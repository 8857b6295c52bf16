use crate::tree::TreeModel;
use log::{info, warn};
use std::sync::atomic::{AtomicBool, Ordering};
use std::sync::{Arc, Mutex, MutexGuard};
use std::thread::{self, JoinHandle};
use std::time::Duration;

/// Tree model shared across threads.
///
/// The mutex is the single critical section for local edits and feed
/// pumping, so observers never see a half-applied change.
#[derive(Clone)]
pub struct SharedTree {
    inner: Arc<Mutex<TreeModel>>,
}

impl SharedTree {
    pub fn new(model: TreeModel) -> Self {
        Self {
            inner: Arc::new(Mutex::new(model)),
        }
    }

    /// Locks the model, recovering a poisoned lock.
    pub fn lock(&self) -> MutexGuard<'_, TreeModel> {
        match self.inner.lock() {
            Ok(guard) => guard,
            Err(poisoned) => {
                warn!("event=tree_lock module=tree status=recovered reason=poisoned");
                poisoned.into_inner()
            }
        }
    }

    /// Runs `f` while holding the model lock.
    pub fn with<T>(&self, f: impl FnOnce(&mut TreeModel) -> T) -> T {
        let mut guard = self.lock();
        f(&mut guard)
    }

    /// Starts a background thread that pumps the store feed every `interval`.
    pub fn spawn_pump(&self, interval: Duration) -> PumpHandle {
        let stop = Arc::new(AtomicBool::new(false));
        let thread_stop = Arc::clone(&stop);
        let tree = self.clone();
        let handle = thread::spawn(move || {
            info!("event=tree_pump module=tree status=start");
            while !thread_stop.load(Ordering::Relaxed) {
                tree.with(TreeModel::pump);
                thread::sleep(interval);
            }
            info!("event=tree_pump module=tree status=stop");
        });
        PumpHandle {
            stop,
            handle: Some(handle),
        }
    }
}

/// Stops the pump thread when stopped explicitly or dropped.
pub struct PumpHandle {
    stop: Arc<AtomicBool>,
    handle: Option<JoinHandle<()>>,
}

impl PumpHandle {
    pub fn stop(mut self) {
        self.shutdown();
    }

    fn shutdown(&mut self) {
        self.stop.store(true, Ordering::Relaxed);
        if let Some(handle) = self.handle.take() {
            if handle.join().is_err() {
                warn!("event=tree_pump module=tree status=error reason=thread_panicked");
            }
        }
    }
}

impl Drop for PumpHandle {
    fn drop(&mut self) {
        self.shutdown();
    }
}
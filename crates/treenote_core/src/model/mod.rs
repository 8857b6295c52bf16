//! Outline domain model.
//!
//! # Responsibility
//! - Define canonical data structures used by the tree model and its views.
//! - Define the change record shape shared by local writes and replay.
//!
//! # Invariants
//! - Every item is identified by a stable `ItemId`.
//! - Deletion is represented by soft-delete tombstones, not hard delete.

pub mod change;
pub mod field;
pub mod item;
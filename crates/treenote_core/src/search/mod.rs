//! Filter query language.
//!
//! # Responsibility
//! - Parse the token-based query typed into the search field.
//! - Decide per item whether it matches, independent of any view.

pub mod query;

pub use query::{Comparison, DateBound, Query, QueryError, SortKey, TypeFilter};
//! Item-level use cases over a tree model.
//!
//! # Responsibility
//! - Cycle item types the way the outline toolbar does.
//! - Apply repeat directives and bulk tag renames.
//!
//! # Invariants
//! - Every call goes through `TreeModel` edits, so it is undoable.
//! - Multi-item operations record one undo entry.

use crate::model::field::FieldValue;
use crate::model::item::{Item, ItemColor, ItemId, ItemType};
use crate::tags::rename_tag_in_text;
use crate::tree::{TreeError, TreeModel, TreeResult};
use chrono::{Days, Months, NaiveDate};
use log::info;
use once_cell::sync::Lazy;
use regex::Regex;

static REPEAT_RE: Lazy<Regex> =
    Lazy::new(|| Regex::new(r"(?:^|\s)repeat=(\d+)([dwmy])(?:\s|$)").expect("valid repeat regex"));

/// Repeat suffix appended by `append_repeat`.
pub const DEFAULT_REPEAT: &str = " repeat=1w";

/// Recurrence interval parsed from `repeat=<n><unit>`.
#[derive(Debug, Clone, Copy, PartialEq, Eq)]
pub enum RepeatInterval {
    Days(u32),
    Weeks(u32),
    Months(u32),
    Years(u32),
}

impl RepeatInterval {
    /// Finds the first repeat directive in `text`.
    pub fn parse(text: &str) -> Option<Self> {
        let captures = REPEAT_RE.captures(text)?;
        let amount = captures[1].parse::<u32>().ok()?;
        match &captures[2] {
            "d" => Some(Self::Days(amount)),
            "w" => Some(Self::Weeks(amount)),
            "m" => Some(Self::Months(amount)),
            "y" => Some(Self::Years(amount)),
            _ => None,
        }
    }

    pub fn advance(self, date: NaiveDate) -> Option<NaiveDate> {
        match self {
            Self::Days(days) => date.checked_add_days(Days::new(u64::from(days))),
            Self::Weeks(weeks) => date.checked_add_days(Days::new(u64::from(weeks) * 7)),
            Self::Months(months) => date.checked_add_months(Months::new(months)),
            Self::Years(years) => date.checked_add_months(Months::new(years.checked_mul(12)?)),
        }
    }
}

/// Use-case facade over one tree model.
pub struct ItemService<'m> {
    model: &'m mut TreeModel,
}

impl<'m> ItemService<'m> {
    pub fn new(model: &'m mut TreeModel) -> Self {
        Self { model }
    }

    pub fn model(&self) -> &TreeModel {
        &*self.model
    }

    /// Cycles note → task → done → note; other types become a task.
    ///
    /// Completing a task that carries a repeat directive and a start date
    /// moves the start date forward instead and keeps it open.
    pub fn toggle_task(&mut self, id: ItemId) -> TreeResult<ItemType> {
        let item = self.live_item(id)?;
        if item.kind == ItemType::Task {
            let repeat = RepeatInterval::parse(&item.text);
            if let (Some(repeat), Some(start)) = (repeat, item.start_date) {
                let next = repeat
                    .advance(start)
                    .ok_or_else(|| TreeError::InvalidSelection(format!("repeat overflows {start}")))?;
                self.model
                    .set_field(id, FieldValue::StartDate(Some(next)))?;
                info!(
                    "event=task_repeat module=service status=ok item={} next={}",
                    id, next
                );
                return Ok(ItemType::Task);
            }
        }
        let next = match item.kind {
            ItemType::Note => ItemType::Task,
            ItemType::Task => ItemType::Done,
            ItemType::Done => ItemType::Note,
            _ => ItemType::Task,
        };
        self.model.set_field(id, FieldValue::Type(next))?;
        Ok(next)
    }

    /// Cycles note → sequential → parallel → paused → note.
    pub fn toggle_project(&mut self, id: ItemId) -> TreeResult<ItemType> {
        let next = match self.live_item(id)?.kind {
            ItemType::SequentialProject => ItemType::ParallelProject,
            ItemType::ParallelProject => ItemType::PausedProject,
            ItemType::PausedProject => ItemType::Note,
            _ => ItemType::SequentialProject,
        };
        self.model.set_field(id, FieldValue::Type(next))?;
        Ok(next)
    }

    pub fn set_color(&mut self, id: ItemId, color: ItemColor) -> TreeResult<()> {
        self.model.set_field(id, FieldValue::Color(color))
    }

    /// Sets the estimate in minutes; `None` clears it.
    pub fn set_estimate(&mut self, id: ItemId, minutes: Option<u32>) -> TreeResult<()> {
        self.model.set_field(id, FieldValue::Estimate(minutes))
    }

    pub fn set_start_date(&mut self, id: ItemId, date: Option<NaiveDate>) -> TreeResult<()> {
        self.model.set_field(id, FieldValue::StartDate(date))
    }

    /// Turns the item into a weekly repeating task starting `today`.
    pub fn append_repeat(&mut self, id: ItemId, today: NaiveDate) -> TreeResult<()> {
        let text = format!("{}{DEFAULT_REPEAT}", self.live_item(id)?.text);
        self.model.grouped(|model| {
            model.set_field(id, FieldValue::Type(ItemType::Task))?;
            model.set_field(id, FieldValue::StartDate(Some(today)))?;
            model.set_field(id, FieldValue::Text(text))
        })
    }

    /// Rewrites `old` (and its sub-tags) to `new` in every live item.
    ///
    /// Returns the number of items changed.
    pub fn rename_tag(&mut self, old: &str, new: &str) -> TreeResult<usize> {
        if !old.starts_with(':') || !new.starts_with(':') || new.contains(char::is_whitespace) {
            return Err(TreeError::InvalidSelection(format!(
                "cannot rename tag `{old}` to `{new}`"
            )));
        }
        let updates: Vec<(ItemId, String)> = self
            .model
            .live_items()
            .filter_map(|item| rename_tag_in_text(&item.text, old, new).map(|text| (item.id, text)))
            .collect();
        let count = updates.len();
        if count == 0 {
            return Ok(0);
        }
        self.model.grouped(|model| {
            for (id, text) in updates {
                model.set_field(id, FieldValue::Text(text))?;
            }
            Ok(())
        })?;
        info!(
            "event=tag_rename module=service status=ok old={} new={} items={}",
            old, new, count
        );
        Ok(count)
    }

    fn live_item(&self, id: ItemId) -> TreeResult<Item> {
        match self.model.item(id) {
            Some(item) if self.model.contains(id) && !item.is_root() => Ok(item.clone()),
            _ => Err(TreeError::NotFound(id)),
        }
    }
}

#[cfg(test)]
mod tests {
    use super::RepeatInterval;
    use chrono::NaiveDate;

    #[test]
    fn repeat_directive_is_found_anywhere_in_text() {
        assert_eq!(
            RepeatInterval::parse("water plants repeat=3d :home"),
            Some(RepeatInterval::Days(3))
        );
        assert_eq!(RepeatInterval::parse("norepeat=1w"), None);
        assert_eq!(RepeatInterval::parse("repeat=2x"), None);
    }

    #[test]
    fn month_repeat_clamps_to_month_end() {
        let start = NaiveDate::from_ymd_opt(2024, 1, 31).unwrap();
        assert_eq!(
            RepeatInterval::Months(1).advance(start),
            NaiveDate::from_ymd_opt(2024, 2, 29)
        );
        assert_eq!(
            RepeatInterval::Weeks(1).advance(start),
            NaiveDate::from_ymd_opt(2024, 2, 7)
        );
    }
}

******************************

* What the task requires *
Show each line of the material holding "crates".

* Your response *
filename crates/treenote_core/src/model/mod.rs
filename crates/treenote_core/src/search/mod.rs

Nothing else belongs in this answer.